Looking to steer the ship in the right direction is new head coach James Franklin, who has sparked the program with a new sense of life and motivation, continuing the momentum few thought could be generated under Bill O’Brien and looking to lead the Penn State program through the end of the sanction period. In a one-on-one interview, Franklin explains why he feels he is ready to tackle such a journey.
“I’m so emotional. I’m so passionate. I’m kind of a psycho,” Franklin told The Philadelphia Inquirer‘s Joe Juliano. “So, I think a lot of people think, ‘This guy, is he for real?’ ”

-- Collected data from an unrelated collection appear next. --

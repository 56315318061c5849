// Item stacks and the store that owns their availability bookkeeping.
//
// `ItemStore` is the resource system the task core claims against. It is the
// single owner of the "available vs. claimed" split: tasks never mutate
// quantities directly — they ask the store to reserve (`try_claim`), to
// return a reservation (`release`), or to commit a reserved quantity into an
// agent's carried inventory (`transfer`).
//
// `try_claim` is the atomic check-then-reserve unit: the availability check
// and the reservation happen inside one call, so no other job can slip in
// between them (the sim is single-threaded and never yields mid-call).
//
// See also: `claim.rs` for the `ItemClaim` reservation value, `task.rs` for
// the task kinds that drive these calls, `agent.rs` for the carried
// inventory that `transfer` credits.
//
// **Critical constraint: determinism.** Stacks live in a `BTreeMap` and ids
// come from a monotonic counter, so iteration order is identical everywhere.

use crate::agent::Agent;
use crate::claim::ItemClaim;
use crate::types::TileCoord;
use serde::{Deserialize, Serialize};
use std::collections::BTreeMap;
use std::fmt;

/// What an item stack is made of.
#[derive(Clone, Copy, Debug, PartialEq, Eq, Hash, PartialOrd, Ord, Serialize, Deserialize)]
pub enum ItemKind {
    Timber,
    Stone,
    Mushroom,
    Crystal,
}

/// Compact identifier for an item stack.
#[derive(Clone, Copy, Debug, PartialEq, Eq, Hash, PartialOrd, Ord, Serialize, Deserialize)]
pub struct ItemId(pub u32);

impl fmt::Display for ItemId {
    fn fmt(&self, f: &mut fmt::Formatter<'_>) -> fmt::Result {
        write!(f, "ItemId({})", self.0)
    }
}

/// A stack of identical items lying in the world.
#[derive(Clone, Debug, PartialEq, Eq, Serialize, Deserialize)]
pub struct ItemStack {
    pub id: ItemId,
    pub kind: ItemKind,
    pub position: TileCoord,
    /// Physical units in the stack.
    pub quantity: u32,
    /// Units reserved by outstanding claims. Never exceeds `quantity` except
    /// transiently when a competing consumer shrinks the stack under an
    /// outstanding claim — that claim is then stale.
    pub claimed: u32,
}

impl ItemStack {
    /// Units that can still be promised to a new claim.
    pub fn amount_available(&self) -> u32 {
        self.quantity.saturating_sub(self.claimed)
    }
}

/// Registry of all item stacks, keyed by id.
#[derive(Clone, Debug, Default, Serialize, Deserialize)]
pub struct ItemStore {
    stacks: BTreeMap<ItemId, ItemStack>,
    next_id: u32,
}

impl ItemStore {
    pub fn new() -> Self {
        Self::default()
    }

    /// Create a new stack and return its id.
    pub fn spawn(&mut self, kind: ItemKind, position: TileCoord, quantity: u32) -> ItemId {
        let id = ItemId(self.next_id);
        self.next_id += 1;
        self.stacks.insert(
            id,
            ItemStack {
                id,
                kind,
                position,
                quantity,
                claimed: 0,
            },
        );
        id
    }

    pub fn get(&self, id: ItemId) -> Option<&ItemStack> {
        self.stacks.get(&id)
    }

    /// Claimable units of a stack; 0 for a stack that no longer exists.
    pub fn amount_available(&self, id: ItemId) -> u32 {
        self.stacks.get(&id).map_or(0, ItemStack::amount_available)
    }

    /// Attempt to reserve `amount` units of a stack. Checks availability and
    /// records the reservation in one step; returns `None` (with no state
    /// change) when the stack is missing or short.
    pub fn try_claim(&mut self, id: ItemId, amount: u32) -> Option<ItemClaim> {
        let stack = self.stacks.get_mut(&id)?;
        if stack.amount_available() < amount {
            return None;
        }
        stack.claimed += amount;
        Some(ItemClaim { item: id, amount })
    }

    /// Whether a granted claim can still be satisfied. False once the stack
    /// is gone or has shrunk below the reserved amount.
    pub fn claim_valid(&self, claim: &ItemClaim) -> bool {
        self.stacks
            .get(&claim.item)
            .is_some_and(|s| s.quantity >= claim.amount && s.claimed >= claim.amount)
    }

    /// Return a reservation to availability without consuming anything.
    /// Consumes the claim value; a claim whose stack has vanished has nothing
    /// left to return.
    pub fn release(&mut self, claim: ItemClaim) {
        if let Some(stack) = self.stacks.get_mut(&claim.item) {
            stack.claimed = stack.claimed.saturating_sub(claim.amount);
        }
    }

    /// Commit a reservation: remove the claimed quantity from the stack and
    /// credit it to the agent's carried inventory. An emptied stack is
    /// despawned. Returns the amount moved.
    ///
    /// Callers must re-validate the claim first; transferring a stale claim
    /// is a protocol violation and panics.
    pub fn transfer(&mut self, claim: ItemClaim, agent: &mut Agent) -> u32 {
        let stack = self
            .stacks
            .get_mut(&claim.item)
            .expect("transfer on a claim whose stack no longer exists");
        assert!(
            stack.quantity >= claim.amount && stack.claimed >= claim.amount,
            "transfer on a stale claim ({} of {})",
            claim.amount,
            stack.quantity,
        );
        stack.quantity -= claim.amount;
        stack.claimed -= claim.amount;
        let kind = stack.kind;
        if stack.quantity == 0 {
            self.stacks.remove(&claim.item);
        }
        agent.receive(kind, claim.amount);
        claim.amount
    }

    /// Remove up to `amount` physical units from a stack, ignoring any
    /// reservations. Models an out-of-band consumer (another job, decay);
    /// outstanding claims on the stack may become stale as a result.
    pub fn take(&mut self, id: ItemId, amount: u32) {
        if let Some(stack) = self.stacks.get_mut(&id) {
            stack.quantity = stack.quantity.saturating_sub(amount);
            if stack.quantity == 0 {
                self.stacks.remove(&id);
            }
        }
    }
}

#[cfg(test)]
mod tests {
    use super::*;
    use crate::agent::AgentId;

    fn store_with(kind: ItemKind, quantity: u32) -> (ItemStore, ItemId) {
        let mut items = ItemStore::new();
        let id = items.spawn(kind, TileCoord::new(4, 4), quantity);
        (items, id)
    }

    #[test]
    fn spawn_assigns_monotonic_ids() {
        let mut items = ItemStore::new();
        let a = items.spawn(ItemKind::Timber, TileCoord::new(0, 0), 1);
        let b = items.spawn(ItemKind::Stone, TileCoord::new(1, 0), 1);
        assert!(a < b);
        assert_eq!(items.get(a).unwrap().kind, ItemKind::Timber);
    }

    #[test]
    fn claim_reserves_availability() {
        let (mut items, id) = store_with(ItemKind::Timber, 30);
        let claim = items.try_claim(id, 25).unwrap();
        assert_eq!(claim.amount, 25);
        assert_eq!(items.amount_available(id), 5);
        // Physical quantity untouched by the reservation.
        assert_eq!(items.get(id).unwrap().quantity, 30);
    }

    #[test]
    fn claim_denied_when_short() {
        let (mut items, id) = store_with(ItemKind::Stone, 10);
        let _held = items.try_claim(id, 8).unwrap();
        assert!(items.try_claim(id, 3).is_none());
        // Denied attempt changes nothing.
        assert_eq!(items.amount_available(id), 2);
    }

    #[test]
    fn claim_denied_for_missing_stack() {
        let mut items = ItemStore::new();
        assert!(items.try_claim(ItemId(99), 1).is_none());
    }

    #[test]
    fn release_returns_availability() {
        let (mut items, id) = store_with(ItemKind::Mushroom, 12);
        let claim = items.try_claim(id, 12).unwrap();
        assert_eq!(items.amount_available(id), 0);
        items.release(claim);
        assert_eq!(items.amount_available(id), 12);
    }

    #[test]
    fn transfer_moves_quantity_into_inventory() {
        let (mut items, id) = store_with(ItemKind::Timber, 30);
        let mut agent = Agent::new(AgentId(1), TileCoord::new(0, 0));

        let claim = items.try_claim(id, 25).unwrap();
        let moved = items.transfer(claim, &mut agent);

        assert_eq!(moved, 25);
        assert_eq!(agent.carried(ItemKind::Timber), 25);
        assert_eq!(items.get(id).unwrap().quantity, 5);
        assert_eq!(items.amount_available(id), 5);
    }

    #[test]
    fn transfer_despawns_emptied_stack() {
        let (mut items, id) = store_with(ItemKind::Crystal, 3);
        let mut agent = Agent::new(AgentId(1), TileCoord::new(0, 0));

        let claim = items.try_claim(id, 3).unwrap();
        items.transfer(claim, &mut agent);
        assert!(items.get(id).is_none());
    }

    #[test]
    #[should_panic(expected = "stale claim")]
    fn transfer_on_stale_claim_is_fatal() {
        let (mut items, id) = store_with(ItemKind::Stone, 10);
        let mut agent = Agent::new(AgentId(1), TileCoord::new(0, 0));

        let claim = items.try_claim(id, 10).unwrap();
        items.take(id, 4);
        items.transfer(claim, &mut agent);
    }

    #[test]
    fn take_makes_outstanding_claims_stale() {
        let (mut items, id) = store_with(ItemKind::Timber, 10);
        let claim = items.try_claim(id, 8).unwrap();
        assert!(items.claim_valid(&claim));

        items.take(id, 5);
        assert!(!items.claim_valid(&claim));

        // Releasing a stale claim is still safe bookkeeping.
        items.release(claim);
        assert_eq!(items.amount_available(id), 5);
    }

    #[test]
    fn take_despawns_emptied_stack() {
        let (mut items, id) = store_with(ItemKind::Mushroom, 2);
        items.take(id, 2);
        assert!(items.get(id).is_none());
        assert_eq!(items.amount_available(id), 0);
    }

    #[test]
    fn store_serialization_roundtrip() {
        let (mut items, id) = store_with(ItemKind::Crystal, 7);
        items.try_claim(id, 2).unwrap();

        let json = serde_json::to_string(&items).unwrap();
        let restored: ItemStore = serde_json::from_str(&json).unwrap();
        assert_eq!(restored.amount_available(id), 5);
        assert_eq!(restored.get(id), items.get(id));
    }
}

In his short time at Penn State, after leaving Vanderbilt, Franklin has put together one of the top recruiting classes for 2015 and has won over a fan base by digging into his Pennsylvania roots and declaring a territorial war over the Keystone State as well as the recruiting fertile grounds of New Jersey and Maryland, now considered Big Ten territory. On a spring bus tour of the state and region, Franklin left quite the impression on Penn State fans, and it seems his messages are being received well. Franklin understands the value of Penn State football to the community in State College and throughout the state, and he wants to use that as the resource that continues to heal the fractured community.
More from Franklin, via The Philadelphia Inquirer;
“I believe that football has the ability to bring a community together like nothing else,” he said. “I know I’m biased, I’m a football coach. But I believe football has that special ability.
“Saturday afternoons, people come together to be a part of something bigger than just themselves,” the former Vanderbilt coach said. “So, I think we can hold a special role in that, and I think it’s time.
“The thing that’s always made Penn State special is that we’re family and people are very proud of being a part of this university. And I think it’s time for us to get back to that, get back to being a family. The way I look at it is, let’s put the university first and, more importantly, let’s put the kids first.”
There is something to be said about how the football program could end up being what brings the Penn State community back together, given the national pundits that suggested it be shut down after being perceived as an enabling device for Sandusky and his sick crimes against children. But as with any organization, if the leadership in place has the right frame of mind and has a plan of attack, there should be little stopping it from reaching the finish line.
Is Franklin the leader Penn State’s football program needed? That seems to be the theme of the offseason in State College.